▶ Dataset entries
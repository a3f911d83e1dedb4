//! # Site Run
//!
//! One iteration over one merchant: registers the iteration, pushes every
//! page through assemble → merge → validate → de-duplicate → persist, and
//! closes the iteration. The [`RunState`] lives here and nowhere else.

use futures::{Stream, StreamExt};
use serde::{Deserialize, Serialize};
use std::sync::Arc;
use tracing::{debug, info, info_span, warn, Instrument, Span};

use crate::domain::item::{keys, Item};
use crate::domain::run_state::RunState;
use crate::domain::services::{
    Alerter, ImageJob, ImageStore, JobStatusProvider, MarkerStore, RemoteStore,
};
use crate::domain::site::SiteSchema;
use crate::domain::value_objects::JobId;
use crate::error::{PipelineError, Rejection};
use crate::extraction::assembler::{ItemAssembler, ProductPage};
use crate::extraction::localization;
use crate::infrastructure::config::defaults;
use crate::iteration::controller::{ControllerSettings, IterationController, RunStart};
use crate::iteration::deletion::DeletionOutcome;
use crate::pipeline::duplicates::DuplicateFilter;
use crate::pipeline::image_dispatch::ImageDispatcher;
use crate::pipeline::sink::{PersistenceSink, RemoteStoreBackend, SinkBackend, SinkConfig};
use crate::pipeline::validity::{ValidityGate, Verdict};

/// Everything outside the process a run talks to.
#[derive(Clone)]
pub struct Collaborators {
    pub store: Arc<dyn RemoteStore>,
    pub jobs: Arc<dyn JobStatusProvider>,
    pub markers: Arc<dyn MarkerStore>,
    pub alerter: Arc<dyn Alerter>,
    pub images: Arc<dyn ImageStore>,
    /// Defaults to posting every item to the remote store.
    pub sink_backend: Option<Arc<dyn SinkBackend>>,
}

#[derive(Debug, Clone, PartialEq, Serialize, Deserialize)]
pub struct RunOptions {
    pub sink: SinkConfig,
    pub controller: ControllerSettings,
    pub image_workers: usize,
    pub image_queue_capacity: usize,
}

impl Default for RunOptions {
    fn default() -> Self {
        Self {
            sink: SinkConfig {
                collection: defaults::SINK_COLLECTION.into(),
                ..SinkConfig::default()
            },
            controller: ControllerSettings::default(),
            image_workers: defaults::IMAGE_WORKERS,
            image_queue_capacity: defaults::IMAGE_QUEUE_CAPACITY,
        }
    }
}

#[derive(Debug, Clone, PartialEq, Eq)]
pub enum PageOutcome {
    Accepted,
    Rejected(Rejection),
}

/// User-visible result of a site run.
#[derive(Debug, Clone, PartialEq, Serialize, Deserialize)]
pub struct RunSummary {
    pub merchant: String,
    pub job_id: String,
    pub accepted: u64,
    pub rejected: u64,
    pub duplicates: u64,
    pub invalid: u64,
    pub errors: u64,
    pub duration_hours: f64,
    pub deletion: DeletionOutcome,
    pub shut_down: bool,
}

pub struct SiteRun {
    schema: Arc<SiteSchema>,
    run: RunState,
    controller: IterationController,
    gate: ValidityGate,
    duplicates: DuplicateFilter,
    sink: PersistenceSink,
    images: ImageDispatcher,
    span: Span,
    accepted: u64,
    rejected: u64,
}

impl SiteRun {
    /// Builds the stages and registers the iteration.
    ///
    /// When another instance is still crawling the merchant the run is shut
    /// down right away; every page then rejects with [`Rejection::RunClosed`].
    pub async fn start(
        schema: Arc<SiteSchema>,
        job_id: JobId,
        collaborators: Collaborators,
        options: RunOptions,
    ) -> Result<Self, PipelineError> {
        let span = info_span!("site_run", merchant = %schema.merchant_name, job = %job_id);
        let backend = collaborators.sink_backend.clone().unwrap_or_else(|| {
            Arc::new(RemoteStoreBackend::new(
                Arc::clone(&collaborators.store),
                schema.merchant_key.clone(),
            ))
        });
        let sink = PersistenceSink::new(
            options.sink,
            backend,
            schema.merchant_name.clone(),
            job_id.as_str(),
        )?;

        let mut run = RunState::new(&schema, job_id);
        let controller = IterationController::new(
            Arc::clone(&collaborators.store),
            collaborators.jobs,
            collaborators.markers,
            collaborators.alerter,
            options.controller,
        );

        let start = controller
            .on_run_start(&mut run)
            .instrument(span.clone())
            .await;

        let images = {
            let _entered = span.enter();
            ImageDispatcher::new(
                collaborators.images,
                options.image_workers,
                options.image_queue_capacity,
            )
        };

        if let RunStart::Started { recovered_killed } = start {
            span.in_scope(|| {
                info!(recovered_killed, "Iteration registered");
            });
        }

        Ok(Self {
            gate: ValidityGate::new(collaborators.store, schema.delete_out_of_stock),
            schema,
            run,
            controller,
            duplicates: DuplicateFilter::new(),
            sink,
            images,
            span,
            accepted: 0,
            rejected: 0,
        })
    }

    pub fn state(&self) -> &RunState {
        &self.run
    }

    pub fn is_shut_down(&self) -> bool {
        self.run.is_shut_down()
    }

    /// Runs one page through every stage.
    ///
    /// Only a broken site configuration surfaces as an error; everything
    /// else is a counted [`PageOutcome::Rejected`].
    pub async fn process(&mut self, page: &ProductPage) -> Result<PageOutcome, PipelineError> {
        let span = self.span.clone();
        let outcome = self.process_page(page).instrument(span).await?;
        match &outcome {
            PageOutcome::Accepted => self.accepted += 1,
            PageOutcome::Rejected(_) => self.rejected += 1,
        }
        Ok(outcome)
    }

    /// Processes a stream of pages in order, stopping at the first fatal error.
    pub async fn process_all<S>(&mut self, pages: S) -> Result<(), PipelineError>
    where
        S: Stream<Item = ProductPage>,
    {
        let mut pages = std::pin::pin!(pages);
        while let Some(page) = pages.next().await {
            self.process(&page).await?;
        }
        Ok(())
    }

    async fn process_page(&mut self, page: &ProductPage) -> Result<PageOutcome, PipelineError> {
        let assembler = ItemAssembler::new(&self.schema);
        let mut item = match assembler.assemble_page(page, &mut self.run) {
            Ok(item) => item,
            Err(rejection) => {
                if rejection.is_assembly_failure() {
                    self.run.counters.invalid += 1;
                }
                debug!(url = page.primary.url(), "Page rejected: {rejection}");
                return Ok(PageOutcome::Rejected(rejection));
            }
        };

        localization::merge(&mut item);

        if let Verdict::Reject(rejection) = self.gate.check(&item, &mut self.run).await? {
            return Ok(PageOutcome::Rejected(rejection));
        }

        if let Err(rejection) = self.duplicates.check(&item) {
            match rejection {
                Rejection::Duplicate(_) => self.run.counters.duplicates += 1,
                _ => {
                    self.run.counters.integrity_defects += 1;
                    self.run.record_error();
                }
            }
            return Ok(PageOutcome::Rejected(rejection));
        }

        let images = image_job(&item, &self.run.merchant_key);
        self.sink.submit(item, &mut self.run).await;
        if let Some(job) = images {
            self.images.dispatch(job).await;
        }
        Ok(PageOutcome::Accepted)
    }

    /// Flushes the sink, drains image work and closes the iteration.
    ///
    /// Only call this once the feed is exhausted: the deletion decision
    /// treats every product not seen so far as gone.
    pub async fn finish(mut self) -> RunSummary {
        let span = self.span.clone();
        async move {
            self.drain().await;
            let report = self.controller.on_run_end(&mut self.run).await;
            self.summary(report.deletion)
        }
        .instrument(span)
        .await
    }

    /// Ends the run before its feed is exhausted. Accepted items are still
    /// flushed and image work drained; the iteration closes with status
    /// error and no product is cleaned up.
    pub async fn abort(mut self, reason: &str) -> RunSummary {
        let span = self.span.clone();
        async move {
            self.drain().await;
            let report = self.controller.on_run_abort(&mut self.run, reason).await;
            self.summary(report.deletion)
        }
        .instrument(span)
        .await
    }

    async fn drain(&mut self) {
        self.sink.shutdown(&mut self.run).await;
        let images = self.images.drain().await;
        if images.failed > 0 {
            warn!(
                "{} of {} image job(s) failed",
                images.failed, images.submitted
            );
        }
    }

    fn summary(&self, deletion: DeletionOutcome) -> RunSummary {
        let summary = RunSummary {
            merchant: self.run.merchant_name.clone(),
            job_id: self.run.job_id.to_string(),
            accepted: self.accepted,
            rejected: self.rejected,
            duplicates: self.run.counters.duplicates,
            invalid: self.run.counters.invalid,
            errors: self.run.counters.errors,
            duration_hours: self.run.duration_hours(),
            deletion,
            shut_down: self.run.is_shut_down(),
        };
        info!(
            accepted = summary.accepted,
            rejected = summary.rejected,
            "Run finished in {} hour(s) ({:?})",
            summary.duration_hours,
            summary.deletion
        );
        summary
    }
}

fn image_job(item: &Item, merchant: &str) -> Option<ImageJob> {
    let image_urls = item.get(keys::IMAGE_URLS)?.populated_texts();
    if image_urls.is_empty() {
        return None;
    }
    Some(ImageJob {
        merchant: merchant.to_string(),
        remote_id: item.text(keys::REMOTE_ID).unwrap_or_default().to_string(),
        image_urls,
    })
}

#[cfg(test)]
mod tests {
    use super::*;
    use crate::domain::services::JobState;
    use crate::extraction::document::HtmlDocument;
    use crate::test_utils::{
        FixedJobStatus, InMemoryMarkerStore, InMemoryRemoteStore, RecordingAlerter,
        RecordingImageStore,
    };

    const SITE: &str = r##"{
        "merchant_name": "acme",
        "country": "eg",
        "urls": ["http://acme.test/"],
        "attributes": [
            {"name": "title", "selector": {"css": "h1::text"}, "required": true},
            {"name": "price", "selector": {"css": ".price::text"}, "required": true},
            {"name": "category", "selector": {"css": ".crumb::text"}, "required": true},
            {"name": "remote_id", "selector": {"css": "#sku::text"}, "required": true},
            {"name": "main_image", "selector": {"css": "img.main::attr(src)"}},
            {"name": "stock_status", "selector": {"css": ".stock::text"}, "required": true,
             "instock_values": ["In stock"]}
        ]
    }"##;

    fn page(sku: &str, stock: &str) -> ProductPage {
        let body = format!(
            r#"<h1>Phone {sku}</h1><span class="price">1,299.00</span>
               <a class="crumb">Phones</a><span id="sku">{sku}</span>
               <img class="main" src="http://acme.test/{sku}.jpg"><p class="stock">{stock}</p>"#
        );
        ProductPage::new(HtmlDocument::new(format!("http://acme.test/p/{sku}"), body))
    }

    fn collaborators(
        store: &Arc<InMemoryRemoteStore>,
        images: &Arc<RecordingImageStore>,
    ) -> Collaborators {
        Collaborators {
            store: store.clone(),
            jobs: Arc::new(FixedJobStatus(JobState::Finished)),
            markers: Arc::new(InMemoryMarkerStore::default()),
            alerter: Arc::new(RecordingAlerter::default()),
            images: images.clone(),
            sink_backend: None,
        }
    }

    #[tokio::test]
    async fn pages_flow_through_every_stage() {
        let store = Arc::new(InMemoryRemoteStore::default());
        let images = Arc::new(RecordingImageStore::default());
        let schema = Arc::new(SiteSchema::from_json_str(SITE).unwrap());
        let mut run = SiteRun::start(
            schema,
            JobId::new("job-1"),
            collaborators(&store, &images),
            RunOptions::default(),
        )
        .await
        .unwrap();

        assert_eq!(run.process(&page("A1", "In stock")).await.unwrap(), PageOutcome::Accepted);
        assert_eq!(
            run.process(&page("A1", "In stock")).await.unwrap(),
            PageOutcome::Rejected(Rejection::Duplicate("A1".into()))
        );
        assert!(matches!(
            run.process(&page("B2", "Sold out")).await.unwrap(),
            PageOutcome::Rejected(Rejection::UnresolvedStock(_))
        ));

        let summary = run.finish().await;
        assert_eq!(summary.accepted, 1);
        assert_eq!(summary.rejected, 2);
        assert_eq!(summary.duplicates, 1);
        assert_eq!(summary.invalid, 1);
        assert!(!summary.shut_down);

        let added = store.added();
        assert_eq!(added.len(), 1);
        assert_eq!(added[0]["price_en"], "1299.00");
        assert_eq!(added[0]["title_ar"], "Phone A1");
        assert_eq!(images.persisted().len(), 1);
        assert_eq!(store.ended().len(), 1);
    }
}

▶ Your assignment
Starting at the line with "PageOutcome::Rejected(Rejection::UnresolvedStock(_))", restate each line through the end of the records, both ends included, and stop there.

▶ Output for this exercise
            PageOutcome::Rejected(Rejection::UnresolvedStock(_))
        ));

        let summary = run.finish().await;
        assert_eq!(summary.accepted, 1);
        assert_eq!(summary.rejected, 2);
        assert_eq!(summary.duplicates, 1);
        assert_eq!(summary.invalid, 1);
        assert!(!summary.shut_down);

        let added = store.added();
        assert_eq!(added.len(), 1);
        assert_eq!(added[0]["price_en"], "1299.00");
        assert_eq!(added[0]["title_ar"], "Phone A1");
        assert_eq!(images.persisted().len(), 1);
        assert_eq!(store.ended().len(), 1);
    }
}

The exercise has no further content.